Ivaldo Lemos Junior
Promotor de Justiça do MPDFT
“Éramos seis” conta a história da família Lemos, de Itapetininga-SP, que se muda para a capital do estado para levar um estilo de vida, digamos assim, de classe média baixa. Como o título do romance anuncia, os Lemos eram constituídos pelo casal, Júlio e Lola, e quatro filhos, Carlos, Alfredo, Isabel e Julinho.
Carlos, o morgado, era responsável e amoroso, o filho exemplar. Começou a estudar medicina mas parou o curso para trabalhar e ajudar em casa. Difícil duvidar que seria um João Semana, competente e “humano”, sem pressa nos atendimentos e sem cobrar dos pobres, dando amostras e até o troco da passagem.

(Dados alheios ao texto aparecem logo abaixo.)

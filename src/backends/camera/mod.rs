// SPDX-License-Identifier: GPL-3.0-only

//! Camera backend abstraction
//!
//! `CameraDriver` is the capability interface the session calls into:
//! every forwarded operation is listed explicitly, and the concrete
//! driver is selected by configuration at startup, never by fallback.
//!
//! Two implementations exist: a hardware-backed V4L2 driver for the Pi
//! camera node and a simulated driver for tests and camera-less
//! development.

pub mod types;
pub mod v4l2;
pub mod virtual_camera;

pub use types::{Frame, FramePayload, Framerate, Resolution};

use crate::errors::Result;
use crate::settings::{SettingKey, SettingValue};
use serde::{Deserialize, Serialize};
use std::fmt;
use std::str::FromStr;

/// Camera backend type
#[derive(Debug, Clone, Copy, PartialEq, Eq, Hash, Serialize, Deserialize, Default)]
pub enum CameraBackendType {
    /// V4L2 kernel driver (real Pi camera node)
    #[default]
    V4l2,
    /// Simulated camera, no hardware required
    Virtual,
}

impl fmt::Display for CameraBackendType {
    fn fmt(&self, f: &mut fmt::Formatter<'_>) -> fmt::Result {
        match self {
            CameraBackendType::V4l2 => write!(f, "v4l2"),
            CameraBackendType::Virtual => write!(f, "virtual"),
        }
    }
}

impl FromStr for CameraBackendType {
    type Err = String;

    fn from_str(s: &str) -> std::result::Result<Self, Self::Err> {
        match s.to_lowercase().as_str() {
            "v4l2" => Ok(CameraBackendType::V4l2),
            "virtual" => Ok(CameraBackendType::Virtual),
            other => Err(format!("unknown backend: {}", other)),
        }
    }
}

/// Camera capability interface
///
/// All device access goes through this trait. Implementations may assume
/// calls are serialised by the owning session; none of the methods are
/// re-entrant.
pub trait CameraDriver: Send {
    /// Acquire the device and configure the initial geometry
    fn open(&mut self, resolution: Resolution, framerate: Framerate) -> Result<()>;

    /// Release the device; safe to call when not open
    fn close(&mut self);

    /// Write one control value to the device
    fn apply(&mut self, key: SettingKey, value: &SettingValue) -> Result<()>;

    /// Query one control value from the device
    fn read(&mut self, key: SettingKey) -> Result<SettingValue>;

    /// Change the capture frame rate
    fn set_framerate(&mut self, rate: Framerate) -> Result<()>;

    /// Effective exposure time currently used by the sensor, in µs
    fn exposure_micros(&mut self) -> Result<u64>;

    /// Blocking single-shot capture at the configured resolution
    fn capture_still(&mut self) -> Result<Frame>;

    /// Start continuous frame delivery
    ///
    /// Only one stream may exist at a time; the caller enforces the
    /// preview/capture exclusion.
    fn open_stream(&mut self) -> Result<Box<dyn FrameStream>>;

    /// Human-readable driver description for logs and the CLI
    fn describe(&self) -> String;
}

/// Continuous frame source produced by [`CameraDriver::open_stream`]
pub trait FrameStream: Send {
    /// Block until the device delivers the next frame
    fn next_frame(&mut self) -> Result<Frame>;
}

/// Instantiate the driver for a backend type
pub fn driver_for_backend(backend: CameraBackendType, device_path: &str) -> Box<dyn CameraDriver> {
    match backend {
        CameraBackendType::V4l2 => Box::new(v4l2::V4l2Camera::new(device_path)),
        CameraBackendType::Virtual => Box::new(virtual_camera::VirtualCamera::new()),
    }
}

#[cfg(test)]
mod tests {
    use super::*;

    #[test]
    fn test_backend_type_parsing() {
        assert_eq!(
            "virtual".parse::<CameraBackendType>().unwrap(),
            CameraBackendType::Virtual
        );
        assert_eq!(
            "V4L2".parse::<CameraBackendType>().unwrap(),
            CameraBackendType::V4l2
        );
        assert!("gphoto".parse::<CameraBackendType>().is_err());
    }
}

Isabel, a única menina, formou-se professora mas não quis exercer. Era bonita e coquete e acabou se apaixonando por Felício, um homem separado, numa relação que a família renegou. Na primeira metade do século 20, ter uma filha/irmã “descasada” (ou “largada do marido”) era motivo de desonra. Unir-se a um homem desquitado tampouco era aceitável. O divórcio só passou a vigorar no Brasil em 1977 e mesmo assim não foi assimilado “tout court”. Os mais tradicionais e conservadores não o assimilaram até agora.
O caçula Julinho era independente e revelou desde cedo talento para o comércio. Mudou-se para o Rio de Janeiro, com emprego certo, e se casou com a filha do patrão, um sujeito endinheirado. Era fácil vislumbrar Julinho antes dos 40 com muitas posses.
E Alfredo? Esse era péssimo aluno, sempre tomando pau e andando com moleques de rua. Brigão, cínico, com elementos de psicopatia, não ia atrás de emprego nem se firmava quando aparecia, o que justificava de modo obscuro. O que faz? Entra para uma área da vida pública que acoita perfis menos preocupados com as exigências da autodisciplina do que com oportunidades mundanas: a política. Depois Alfredo se envolve num assassinato mal contado e foge do país para nunca mais.